Pro-inflammatory TNFα and IL-1β differentially regulate the inflammatory phenotype of brain microvascular endothelial cells

Background: The vasculature of the brain is composed of endothelial cells, pericytes and astrocytic processes. The endothelial cells are the critical interface between the blood and the CNS parenchyma and are a critical component of the blood-brain barrier (BBB). These cells are innately programmed to respond to a myriad of inflammatory cytokines or other danger signals. IL-1 beta and TNF alpha are well recognised pro-inflammatory mediators, and here, we provide compelling evidence that they regulate the function and immune response profile of human cerebral microvascular endothelial cells (hCMVECs) differentially. Methods: We used xCELLigence biosensor technology, which revealed global differences in the endothelial response between IL-1 beta and TNF alpha. xCELLigence is a label-free impedance-based biosensor, which is ideal for acute or long-term comparison of drug effects on cell behaviour. In addition, flow cytometry and multiplex cytokine arrays were used to show differences in the inflammatory responses from the endothelial cells. Results: Extensive cytokine-secretion profiling and cell-surface immune phenotyping confirmed that the immune response of the hCMVEC to IL-1 beta was different to that of TNF alpha. Interestingly, of the 38 cytokines, chemokines and growth factors measured by cytometric bead array, the endothelial cells secreted only 13. Of importance was the observation that the majority of these cytokines were differentially regulated by either IL-1 beta or TNF alpha.
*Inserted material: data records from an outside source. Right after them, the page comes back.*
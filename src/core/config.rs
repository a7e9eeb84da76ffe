use anyhow::{Context, Result};
use once_cell::sync::Lazy;
use serde::{Deserialize, Serialize};
use std::collections::BTreeMap;
use std::fs;
use std::path::{Path, PathBuf};

use crate::builders::validator::{RulesValidator, StandardValidator};

/// Version tag written into every rule tables file.
pub const RULES_VERSION: &str = "1.0";

/// Default file name used by `init-rules` when no output path is given.
pub const DEFAULT_RULES_FILE: &str = "toolkit-rules.toml";

/// The built-in rule tables, built once and shared for the whole process.
pub static DEFAULT_RULES: Lazy<RuleTables> = Lazy::new(RuleTables::default);

/// Static data that steers how tool folders are resolved.
///
/// Every name in these tables is compared case-insensitively, so the file on
/// disk may use whatever casing reads best. The tables are never mutated once
/// loaded.
#[derive(Debug, Serialize, Deserialize, Clone, PartialEq)]
pub struct RuleTables {
    pub version: String,
    /// Tools that belong to the installer's "compact" install type.
    #[serde(default)]
    pub compact_tools: Vec<String>,
    /// Archive file names that must never be unpacked automatically.
    #[serde(default)]
    pub disable_unpack: Vec<String>,
    /// Tool name -> executables to expose when a folder ships several.
    #[serde(default)]
    pub overrides: BTreeMap<String, Vec<String>>,
}

/// Tools that ship several executables, with the ones to expose.
const DEFAULT_OVERRIDES: &[(&str, &[&str])] = &[
    // pin the main executable
    ("[dotnet] dnspyex", &["dnspy.exe"]),
    ("ollydbg 1.10", &["ollydbg.exe"]),
    ("winhex", &["winhex.exe"]),
    ("astrogrep", &["astrogrep.exe"]),
    ("rl!depacker", &["rl!depacker.exe"]),
    // expose both 32 and 64 bit launchers
    ("hxd", &["hxd32.exe", "hxd64.exe"]),
    ("api monitor", &["apimonitor-x86.exe", "apimonitor-x64.exe"]),
    ("autoruns", &["autoruns.exe", "autoruns64.exe"]),
    ("process explorer", &["procexp.exe", "procexp64.exe"]),
    ("process hacker 2", &["processhacker.exe"]),
    ("process hacker 3", &["processhacker.exe"]),
    ("procmon", &["procmon.exe", "procmon64.exe"]),
    ("regshot", &["regshot-x86-ansi.exe", "regshot-x64-ansi.exe"]),
    ("sysanalyzer", &["sysanalyzer.exe", "hxd64.exe"]),
    ("tcpview", &["tcpview.exe", "tcpview64.exe"]),
    ("process-dump", &["pd32.exe", "pd64.exe"]),
    ("scylla", &["scylla_x86.exe", "scylla_x64.exe"]),
    ("strings", &["strings.exe", "strings64.exe"]),
    ("de4dot", &["de4dot.exe", "de4dot-x64.exe"]),
    ("netunpack", &["netunpack.exe", "netunpack-64.exe"]),
];

const DEFAULT_COMPACT_TOOLS: &[&str] = &[
    // analysis
    "die",
    "exeinfope",
    "pestudio",
    // decompilers
    "[android] jadx",
    "[java] recaf",
    "[dotnet] ilspy",
    // dissasembler
    "x64dbg",
    // hex editor
    "hxd",
    "imhex",
    // monitor
    "process hacker 3",
    "procmon",
    "tcpview",
    // other
    "hashcalc",
    "resource hacker",
    "virustotaluploader",
    // rootkits detector
    "gmer",
    "sysinspector",
    // unpacking
    "qunpack",
    "rl!depacker",
    "uniextract",
    "xvolkolak",
];

const DEFAULT_DISABLE_UNPACK: &[&str] = &[
    // decompilers
    "graywolf - 1.83.7z",
    // dissasembler
    "[++] w32dasm - 8.93.7z",
    "[10] w32dasm - 8.93.7z",
    "[original] w32dasm - 8.93.7z",
    // unpacking
    "qunpack - 2.2.7z",
    "qunpack - 3.4.7z",
    "qunpack - src.7z",
];

impl Default for RuleTables {
    fn default() -> Self {
        let overrides = DEFAULT_OVERRIDES
            .iter()
            .map(|(tool, exes)| {
                (
                    tool.to_string(),
                    exes.iter().map(|exe| exe.to_string()).collect(),
                )
            })
            .collect();

        Self {
            version: RULES_VERSION.to_string(),
            compact_tools: DEFAULT_COMPACT_TOOLS.iter().map(|t| t.to_string()).collect(),
            disable_unpack: DEFAULT_DISABLE_UNPACK.iter().map(|a| a.to_string()).collect(),
            overrides,
        }
    }
}

impl RuleTables {
    /// Whether the tool is part of the compact install type.
    pub fn is_compact(&self, tool_name: &str) -> bool {
        contains_ignore_case(&self.compact_tools, tool_name)
    }

    /// Whether an archive (by file name) must be left packed.
    pub fn is_unpack_disabled(&self, archive_name: &str) -> bool {
        contains_ignore_case(&self.disable_unpack, archive_name)
    }

    /// The executables pinned for a tool, if it has an override entry.
    ///
    /// # Arguments
    /// * `tool_name`: The tool folder name, matched case-insensitively.
    ///
    /// # Returns
    /// `Some` slice of executable file names to expose, or `None` when the
    /// tool has no entry and the first executable should be taken instead.
    pub fn override_for(&self, tool_name: &str) -> Option<&[String]> {
        let wanted = tool_name.to_lowercase();
        self.overrides
            .iter()
            .find(|(tool, _)| tool.to_lowercase() == wanted)
            .map(|(_, exes)| exes.as_slice())
    }

    /// Installer "Types" value for a tool component.
    pub fn install_types(&self, tool_name: &str) -> &'static str {
        if self.is_compact(tool_name) {
            "full compact"
        } else {
            "full"
        }
    }
}

fn contains_ignore_case(list: &[String], value: &str) -> bool {
    let wanted = value.to_lowercase();
    list.iter().any(|entry| entry.to_lowercase() == wanted)
}

/// The `RulesProvider` trait defines where rule tables come from and where
/// they are written back.
pub trait RulesProvider {
    /// Loads the rule tables this provider serves.
    ///
    /// # Returns
    /// A `Result<RuleTables>`; reading or parsing failures carry the offending
    /// path in their context.
    fn load_rules(&self) -> Result<RuleTables>;

    /// Serializes `rules` as TOML.
    ///
    /// # Arguments
    /// * `rules`: The tables to write.
    /// * `path`: Destination file, replaced if it already exists.
    fn save_rules(&self, rules: &RuleTables, path: &Path) -> Result<()>;

    /// The file backing this provider, if any.
    fn get_rules_path(&self) -> Option<&Path>;
}

/// Loads, writes and exports rule tables files.
///
/// Without an explicit path the manager serves [`DEFAULT_RULES`].
pub struct RulesManager {
    rules_path: Option<PathBuf>,
}

impl RulesManager {
    pub fn new(rules_path: Option<PathBuf>) -> Self {
        Self { rules_path }
    }

    /// Writes the built-in tables to `path` unless a file already exists there.
    ///
    /// Returns `true` when a new file was written.
    pub fn initialize(&self, path: &Path) -> Result<bool> {
        if path.exists() {
            return Ok(false);
        }

        self.save_rules(&DEFAULT_RULES, path)?;
        Ok(true)
    }

    /// Loads the rules and returns the validation issues found in them.
    pub fn validate_rules(&self) -> Result<Vec<String>> {
        let rules = self.load_rules()?;
        let validator = StandardValidator::new();
        validator.validate_rules(&rules)
    }

    /// Writes the loaded rules in another serialization format.
    ///
    /// # Arguments
    /// * `file_path`: Destination of the exported tables.
    /// * `format`: One of `"toml"`, `"json"` or `"yaml"`.
    ///
    /// # Returns
    /// An error for any other format, or when loading or writing fails.
    pub fn export_rules(&self, file_path: &Path, format: &str) -> Result<()> {
        let rules = self.load_rules()?;

        let content = match format {
            "json" => {
                serde_json::to_string_pretty(&rules).context("Failed to serialize to JSON")?
            }
            "yaml" => serde_yaml::to_string(&rules).context("Failed to serialize to YAML")?,
            "toml" => toml::to_string_pretty(&rules).context("Failed to serialize to TOML")?,
            other => anyhow::bail!("Unsupported export format: {other}"),
        };

        fs::write(file_path, content).context("Failed to write export file")?;

        Ok(())
    }
}

impl RulesProvider for RulesManager {
    fn load_rules(&self) -> Result<RuleTables> {
        let Some(path) = &self.rules_path else {
            return Ok(DEFAULT_RULES.clone());
        };

        let content = fs::read_to_string(path)
            .with_context(|| format!("Failed to read rules file {}", path.display()))?;

        toml::from_str(&content)
            .with_context(|| format!("Failed to parse rules file {}", path.display()))
    }

    fn save_rules(&self, rules: &RuleTables, path: &Path) -> Result<()> {
        let content = toml::to_string_pretty(rules).context("Failed to serialize rules")?;

        fs::write(path, content)
            .with_context(|| format!("Failed to write rules file {}", path.display()))?;

        Ok(())
    }

    fn get_rules_path(&self) -> Option<&Path> {
        self.rules_path.as_deref()
    }
}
Cell-surface expression of ICAM-1 and VCAM-1 were also differentially regulated by IL-1 beta or TNF alpha, where TNF alpha induced a substantially higher level of expression of both key leukocyte-adhesion molecules. A range of other cell-surface cellular and junctional adhesion molecules were basally expressed by the hCMVEC but were unaffected by IL-1 beta or TNF alpha. Conclusions: To our knowledge, this is the most comprehensive analysis of the immunological profile of brain endothelial cells and the first direct evidence that human brain endothelial cells are differentially regulated by these two key pro-inflammatory mediators.